現在では、対戦車に特化してコストの跳ね上がった対戦車ミサイルに対して、歩兵が携行し対装甲兵器にも使える安価な砲火力として無反動砲が歩兵部隊に配備されるケースがある。
主な形式
- デイビス式
- 砲弾と反対方向にカウンターマスと呼ばれる質量を射出し、その運動量で反動を相殺する形式。
アメリカのデイビス海軍中佐が1910年に考案したもので、その時は2つの砲身を組み合わせ、中央部に弾丸を背中合わせに装填していた。後方にも弾丸が飛ぶという問題点は、後方に弾丸の代わりに同重量の散弾を装填するという形で解決した。ただ、デイビス砲は地上兵器としては魅力が無く、飛行艇の搭載兵器として試されたこともあったが、やがて立ち消えになった。 [1]
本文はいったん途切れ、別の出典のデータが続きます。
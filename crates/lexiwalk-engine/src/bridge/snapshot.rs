//! JSON contract with the presentation layer.
//! Field names mirror the TypeScript client state (`currentWord`,
//! `isLoading`, ...), so the front end consumes snapshots directly.

use serde::Serialize;

use crate::api::types::{Candidate, Category, GameStatus};
use crate::core::session::Session;
use crate::core::timer::RoundTimer;
use crate::layout::node::{EdgeKind, LayoutFrame, NodeRole};

/// Read-only view of the session after a transition.
#[derive(Debug, Clone, Serialize)]
#[serde(rename_all = "camelCase")]
pub struct SessionSnapshot {
    pub session_id: String,
    pub player_name: String,
    pub path: Vec<String>,
    pub current_word: String,
    pub target_word: String,
    pub candidates: Vec<Candidate>,
    /// Canonical 0.0..=1.0 scale; presentation shows `round(p * 100)`%.
    pub proximity: f32,
    pub move_count: u32,
    pub status: GameStatus,
    pub is_loading: bool,
    pub elapsed_seconds: u32,
    /// Clock display, `m:ss`.
    pub elapsed_display: String,
}

impl SessionSnapshot {
    pub fn of(session: &Session, timer: &RoundTimer) -> Self {
        Self {
            session_id: session.session_id().to_string(),
            player_name: session.player_name().to_string(),
            path: session.path().to_vec(),
            current_word: session.current_word().to_string(),
            target_word: session.target_word().to_string(),
            candidates: session.candidates().to_vec(),
            proximity: session.proximity(),
            move_count: session.move_count(),
            status: session.status(),
            is_loading: session.is_loading(),
            elapsed_seconds: timer.seconds(),
            elapsed_display: timer.formatted(),
        }
    }

    pub fn to_json(&self) -> Result<String, serde_json::Error> {
        serde_json::to_string(self)
    }
}

/// One placed node, flattened for the wire.
#[derive(Debug, Clone, Serialize)]
#[serde(rename_all = "camelCase")]
pub struct NodeView {
    pub id: String,
    pub word: String,
    pub role: NodeRole,
    #[serde(skip_serializing_if = "Option::is_none")]
    pub category: Option<Category>,
    pub x: f32,
    pub y: f32,
    #[serde(skip_serializing_if = "Option::is_none")]
    pub definition: Option<String>,
}

/// One directed edge, flattened for the wire.
#[derive(Debug, Clone, Serialize)]
#[serde(rename_all = "camelCase")]
pub struct EdgeView {
    pub id: String,
    pub source: String,
    pub target: String,
    pub kind: EdgeKind,
    pub active: bool,
}

/// Read-only view of the layout after a recompute.
#[derive(Debug, Clone, Serialize)]
#[serde(rename_all = "camelCase")]
pub struct LayoutSnapshot {
    pub nodes: Vec<NodeView>,
    pub edges: Vec<EdgeView>,
}

impl LayoutSnapshot {
    pub fn of(frame: &LayoutFrame) -> Self {
        Self {
            nodes: frame
                .nodes
                .iter()
                .map(|n| NodeView {
                    id: n.id.clone(),
                    word: n.word.clone(),
                    role: n.role,
                    category: n.category,
                    x: n.position.x,
                    y: n.position.y,
                    definition: n.definition.clone(),
                })
                .collect(),
            edges: frame
                .edges
                .iter()
                .map(|e| EdgeView {
                    id: e.id.clone(),
                    source: e.source.clone(),
                    target: e.target.clone(),
                    kind: e.kind,
                    active: e.active,
                })
                .collect(),
        }
    }

    pub fn to_json(&self) -> Result<String, serde_json::Error> {
        serde_json::to_string(self)
    }
}

/// End-of-round record handed to the reporting collaborator.
#[derive(Debug, Clone, Serialize)]
#[serde(rename_all = "camelCase")]
pub struct RoundSummary {
    pub player_name: String,
    pub path: Vec<String>,
    pub move_count: u32,
    pub elapsed_seconds: u32,
    pub proximity: f32,
    pub status: GameStatus,
}

impl RoundSummary {
    pub fn of(session: &Session, elapsed_seconds: u32) -> Self {
        Self {
            player_name: session.player_name().to_string(),
            path: session.path().to_vec(),
            move_count: session.move_count(),
            elapsed_seconds,
            proximity: session.proximity(),
            status: session.status(),
        }
    }

    pub fn to_json(&self) -> Result<String, serde_json::Error> {
        serde_json::to_string(self)
    }
}

#[cfg(test)]
mod tests {
    use super::*;
    use crate::core::fetch::CandidateBatch;
    use crate::core::session::RoundConfig;
    use crate::layout::engine::LayoutEngine;

    fn session() -> Session {
        let (mut session, req) = Session::start(RoundConfig {
            session_id: "s-1".to_string(),
            player_name: "ada".to_string(),
            start_word: "happy".to_string(),
            target_word: "sad".to_string(),
        });
        session.apply_candidates(
            req.seq,
            CandidateBatch {
                synonyms: vec!["glad".into()],
                ..Default::default()
            },
        );
        session
    }

    #[test]
    fn session_snapshot_uses_client_field_names() {
        let mut timer = RoundTimer::new();
        timer.tick(125.0);
        let json = SessionSnapshot::of(&session(), &timer).to_json().unwrap();
        assert!(json.contains("\"currentWord\":\"happy\""));
        assert!(json.contains("\"targetWord\":\"sad\""));
        assert!(json.contains("\"isLoading\":false"));
        assert!(json.contains("\"moveCount\":0"));
        assert!(json.contains("\"elapsedSeconds\":125"));
        assert!(json.contains("\"elapsedDisplay\":\"2:05\""));
        assert!(json.contains("\"status\":\"in-progress\""));
    }

    #[test]
    fn layout_snapshot_flattens_positions() {
        let session = session();
        let mut layout = LayoutEngine::default();
        let frame = layout.compute(&session);
        let snapshot = LayoutSnapshot::of(&frame);
        assert_eq!(snapshot.nodes.len(), frame.nodes.len());

        let json = snapshot.to_json().unwrap();
        assert!(json.contains("\"role\":\"path\""));
        assert!(json.contains("\"role\":\"liveCandidate\""));
        assert!(json.contains("\"x\":"));
        assert!(json.contains("\"kind\":\"candidate\""));
    }

    #[test]
    fn summary_carries_the_reporting_fields() {
        let summary = RoundSummary::of(&session(), 7);
        let json = summary.to_json().unwrap();
        assert!(json.contains("\"playerName\":\"ada\""));
        assert!(json.contains("\"path\":[\"happy\"]"));
        assert!(json.contains("\"elapsedSeconds\":7"));
    }
}
use eyre::Result;
use seat_booking_core::{Config, CustomerId, HoldPolicy, SeatId, SeatStatus};

mod api;
pub use api::{Api, ApiError, ApiResponse, Reply, SessionState, UserSession};

pub struct TestCtxBuilder {
    /// Number of seats
    pub seats: u32,
    /// Count of worker threads
    pub workers: u32,
    /// Bound of the request queue, `0` for unbounded
    pub queue_capacity: u32,
    /// Count of acceptor threads feeding the dispatcher
    pub acceptor_threads: u16,
    /// What a hold on a seat pending for someone else does
    pub hold_policy: HoldPolicy,
}

impl Default for TestCtxBuilder {
    fn default() -> Self {
        Self::new()
    }
}

impl TestCtxBuilder {
    /// Create a new test context builder with the service defaults
    pub fn new() -> Self {
        let config = Config::default();
        TestCtxBuilder {
            seats: config.seats,
            workers: config.workers,
            queue_capacity: 0,
            acceptor_threads: 2,
            hold_policy: config.hold_policy,
        }
    }

    /// Set the number of seats
    pub fn with_seats(mut self, seats: u32) -> Self {
        self.seats = seats;
        self
    }

    /// Set the number of worker threads
    pub fn with_workers(mut self, workers: u32) -> Self {
        assert_ne!(workers, 0);
        self.workers = workers;
        self
    }

    /// Bound the request queue
    pub fn with_queue_capacity(mut self, capacity: u32) -> Self {
        self.queue_capacity = capacity;
        self
    }

    /// Set the number of acceptor threads to use
    pub fn with_acceptor_threads(mut self, threads: u16) -> Self {
        assert_ne!(threads, 0);
        self.acceptor_threads = threads;
        self
    }

    pub fn with_hold_policy(mut self, policy: HoldPolicy) -> Self {
        self.hold_policy = policy;
        self
    }

    /// Get the [`Config`] for launching the seat booking system
    fn config(&self) -> Config {
        Config {
            seats: self.seats,
            workers: self.workers,
            queue_capacity: self.queue_capacity,
            graceful_shutdown: true,
            hold_policy: self.hold_policy,
        }
    }

    /// Build the test context
    pub async fn build(self) -> Result<TestCtx> {
        let (dispatcher, api) = api::mock::start(self.acceptor_threads, self.config()).await?;

        Ok(TestCtx {
            api,
            dispatcher,
            seats: self.seats,
            drop_bomb: DropBomb,
        })
    }
}

/// Test context
pub struct TestCtx {
    /// API allowing to interact with the seat booking system
    pub api: Api,
    dispatcher: api::mock::MockDispatcher,
    /// Number of seats
    pub seats: u32,

    drop_bomb: DropBomb,
}

impl TestCtx {
    /// Current state and holder of a seat, read directly from the registry
    pub fn seat(&self, id: SeatId) -> Option<(SeatStatus, Option<CustomerId>)> {
        self.dispatcher.dispatcher().registry().inspect(id)
    }

    /// Shut down the seat booking system and finish the test
    pub async fn finish(self) {
        std::mem::forget(self.drop_bomb);
        drop(self.api);
        self.dispatcher.shutdown().await;
    }
}

struct DropBomb;

impl Drop for DropBomb {
    fn drop(&mut self) {
        eprintln!("@TestAuthor: You should call `ctx.finish().await` to shut the seat booking system down");
    }
}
その後実現されたデイビス式の無反動砲ではプラスチック片や金属の粉末、食塩水など急激に空気抵抗で速度を失う素材が用いられており、安全性が増している。 - クルップ式
- 1930年のドイツにおいて、クルップ社は大口径ながらも重量の軽い歩兵砲を開発しようとしていたが、ここでデイビスのアイデアが復活した。クルップ社の砲では装薬が燃焼した時に発生するガスを後方に噴射させることでカウンターマスの代わりとする。装薬の量は同じ口径の火砲が同初速で砲弾を撃つ場合に比べて5倍となったが、デイビス式では必須のカウンターマスの装填を省略でき、しかも装薬は在来型の薬莢に収納できた。薬莢の底部はプラスチックの円板になっており、発射時は円板が圧力で噴射口を塞いで一時的に密閉された薬室を形成し砲弾に初速を与える。その後円板は砕け燃えて噴射口から排出され、砲はデイビス式として動作する。 [2]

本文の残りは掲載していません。